(CNSNews.com) – Long before the current targeting of monuments and statues linked to racism and colonialism, one monument in Europe was stoking controversy for a different reason – because it referred to the Arab slave trade in Africa.
Built in the early 1900s, the “Monument to Belgian pioneers in Congo,” located in the Parc du Cinquantenaire in central Brussels, is provocative for many reasons, given the history of Belgian King Leopold II’s brutal colonial enterprise in central Africa in the late 19th century, blamed for the deaths of millions of Congolese.
But what also upset some Arabs more than 30 years ago was one of the inscriptions, in French and Dutch, translated as, “Belgian military heroism annihilates the Arab slave-driver.”
According to Belgian press accounts, following complaints from the Saudi and Jordanian embassies, and the imam of the Great Mosque – located just 400 feet from the monument – authorities in 1988 chipped away the offending words, “L’ARABE” in French, and “ARABISCHEN” in Dutch.
About four years later, the words were reinstated at the request of an organization of veterans of African military campaigns, but after years of vandalism authorities announced in 2013 that they would not be retained.
Early this month, however, two lawmakers from the Vlaams Belang (Flemish Interest) party, Bob De Brabandere and Dries Van Langenhove, symbolically reattached the missing words, saying they were doing so to protest the “cult of apology” prevailing today.

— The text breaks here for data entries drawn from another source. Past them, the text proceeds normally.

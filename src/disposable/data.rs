/// Seed list shipped with the crate; the remote list replaces and extends
/// it once fetched.
pub(crate) const BUILTIN_DOMAINS: &[&str] = &[
    "0-mail.com",
    "10minutemail.com",
    "10minutemail.net",
    "20minutemail.com",
    "33mail.com",
    "anonbox.net",
    "anonymbox.com",
    "burnermail.io",
    "discard.email",
    "discardmail.com",
    "dispostable.com",
    "dropmail.me",
    "emailondeck.com",
    "fakeinbox.com",
    "fakemail.net",
    "getairmail.com",
    "getnada.com",
    "guerrillamail.biz",
    "guerrillamail.com",
    "guerrillamail.de",
    "guerrillamail.info",
    "guerrillamail.net",
    "guerrillamail.org",
    "guerrillamailblock.com",
    "harakirimail.com",
    "incognitomail.org",
    "jetable.org",
    "mailcatch.com",
    "maildrop.cc",
    "mailinator.com",
    "mailinator.net",
    "mailinator2.com",
    "mailnesia.com",
    "mailnull.com",
    "mintemail.com",
    "mohmal.com",
    "mytemp.email",
    "mytrashmail.com",
    "nada.email",
    "sharklasers.com",
    "spam4.me",
    "spambog.com",
    "spamgourmet.com",
    "spamex.com",
    "tempail.com",
    "tempinbox.com",
    "tempmail.dev",
    "tempmail.org",
    "tempmailo.com",
    "temp-mail.io",
    "temp-mail.org",
    "tempr.email",
    "throwawaymail.com",
    "trash-mail.com",
    "trashmail.com",
    "trashmail.de",
    "trashmail.net",
    "wegwerfmail.de",
    "yopmail.com",
    "yopmail.fr",
    "yopmail.net",
];
/// Dot-atom: atext ASCII + '.' non initial/terminal, pas de ".."
pub(crate) fn is_dot_atom(s: &str) -> bool {
    if s.is_empty() || s.starts_with('.') || s.ends_with('.') || s.contains("..") {
        return false;
    }
    s.chars().all(|c| c == '.' || is_atext(c))
}

fn is_atext(c: char) -> bool {
    c.is_ascii_alphanumeric()
        || matches!(
            c,
            '!' | '#'
                | '$'
                | '%'
                | '&'
                | '\''
                | '*'
                | '+'
                | '-'
                | '/'
                | '='
                | '?'
                | '^'
                | '_'
                | '`'
                | '{'
                | '|'
                | '}'
                | '~'
        )
}

/// Quoted-string spanning the whole local part. Content is printable ASCII
/// (space included); `"` and `\` only appear as quoted-pairs.
pub(crate) fn check_quoted(s: &str) -> Result<(), &'static str> {
    let inner = s
        .strip_prefix('"')
        .and_then(|rest| rest.strip_suffix('"'))
        .filter(|_| s.len() >= 2)
        .ok_or("quoted local part must start and end with '\"'")?;

    let mut chars = inner.chars();
    while let Some(c) = chars.next() {
        match c {
            '\\' => match chars.next() {
                Some(escaped) if escaped == ' ' || escaped.is_ascii_graphic() => {}
                _ => return Err("dangling or invalid escape in quoted local part"),
            },
            '"' => return Err("unescaped '\"' inside quoted local part"),
            c if c == ' ' || c == '\t' || c.is_ascii_graphic() => {}
            _ => return Err("quoted local part contains non-printable characters"),
        }
    }
    Ok(())
}

/// Valide la partie locale et pousse les raisons dans `reasons`.
pub(crate) fn check_local(local: &str, reasons: &mut Vec<String>) {
    if local.is_empty() {
        reasons.push("local part is empty".to_string());
        return;
    }
    if local.len() > 64 {
        reasons.push(format!("local part length {} > 64", local.len()));
    }
    if local.starts_with('"') {
        if let Err(reason) = check_quoted(local) {
            reasons.push(reason.to_string());
        }
    } else if local.contains('"') {
        reasons.push("malformed quoting in local part".to_string());
    } else if !is_dot_atom(local) {
        reasons.push("invalid local part".to_string());
    }
}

“If one type of crime has to be apologized for, why are we removing the other?” the populist right-wing party asked in a statement.
“Why focus on Western mistakes in the distant past and barely pay attention to the major human rights violations that take place outside the Western world today, such as the slave trade?”
Vlaams Belang stated that “atrocities of the past” should not be denied, but called for even-handedness.
“This applies to Leopold II, but also to other culprits,” it said. “And certainly for crimes, such as slavery, which continue to continue in certain regions to this day.”
“Europeans today have to apologize for anything and everything, often for things that happened in the distant past and with which we have nothing to do today,” said De Brabandere, a Vlaams Belang senator.
Van Langenhove, a Vlaams Belang member of the House, said “harrowing human rights violations” continue to this day, especially in Africa and the Arab world.
Several days after the lawmakers’ symbolic protest, local media reported that Belgium’s Buildings Agency, the federal department responsible for buildings and monuments, had again removed the two words.
“The fact that the words for ‘arab’ have once again been removed, proves our point,” De Brabandere said in response to queries on Thursday. “It shows that the leftist political parties who are currently in power are not interested at all in looking in a fair way to the colonial past, but in [laying blame on] the people of European descent.”
“Apparently, crimes committed by Europeans should be put in the spotlight, but one should remain silent about those committed by other population groups,” he said. “It is very hypocritical, knowing there is no doubt that the Arab world has played a major role in the global slave trade. In fact, if slavery still exists today, it is not in Europe or the USA, but in the Arab world, Africa and North Korea.”
Like others in Belgium and elsewhere, the monument has attracted a lot of graffiti over recent weeks. Slogans, some partly obscuring each other, include “Black Lives Matter” and “White Lives Matter, Thank You,” along with “10 million dead,” a reference to the estimated number of Congolese who died during the colonial era.
Leopold II privately ruled the “Congo Free State” from 1885 to 1908, when the Belgian government under international pressure assumed control over the territory. It remained a colony of Belgium until independence in 1960.
At the end of June, the current monarch, King Philippe, wrote a letter to Democratic Republic Congo President Félix Tshisekedi, expressing “deepest regrets” for “acts of violence and cruelty” committed in the Congo Free State, and the “humiliation and suffering” inflicted during the subsequent colonial era.
The now-removed reference to Arab slavers on the monument inscription alludes to a conflict between Congo Free State forces and Arab slave-traders from Zanzibar in 1892-1894, sometimes known as the Congo-Arab War.
Slavery existed in pre-Islamic Arabia, and continued after the founding of Islam in the 7th century. Mohammed himself captured, bought and sold black slaves, as recorded in numerous Hadiths, the traditional writings and sayings of Islam’s prophet.
Slavery was only formally abolished in some Arab countries after the middle of the 20th century – in Qatar in 1952, and in Saudi Arabia and Yemen in 1962.
Mauritania outlawed it in 1980, although the practice is reported to persist. According to Humanists International’s latest Freedom of Thought Report, Mauritania today has “the world’s highest proportion of slaves, mostly the black Africans, in indenture that is socially justified with reference to Islam.”
According to the Global Slavery Index, modern-day slavery is most prevalent in North Korea, followed by countries in Africa (including Mauritania, Eritrea, Burundi, South Sudan, Sudan, and Central African Republic) and South Asia (including Afghanistan, Pakistan and Iran).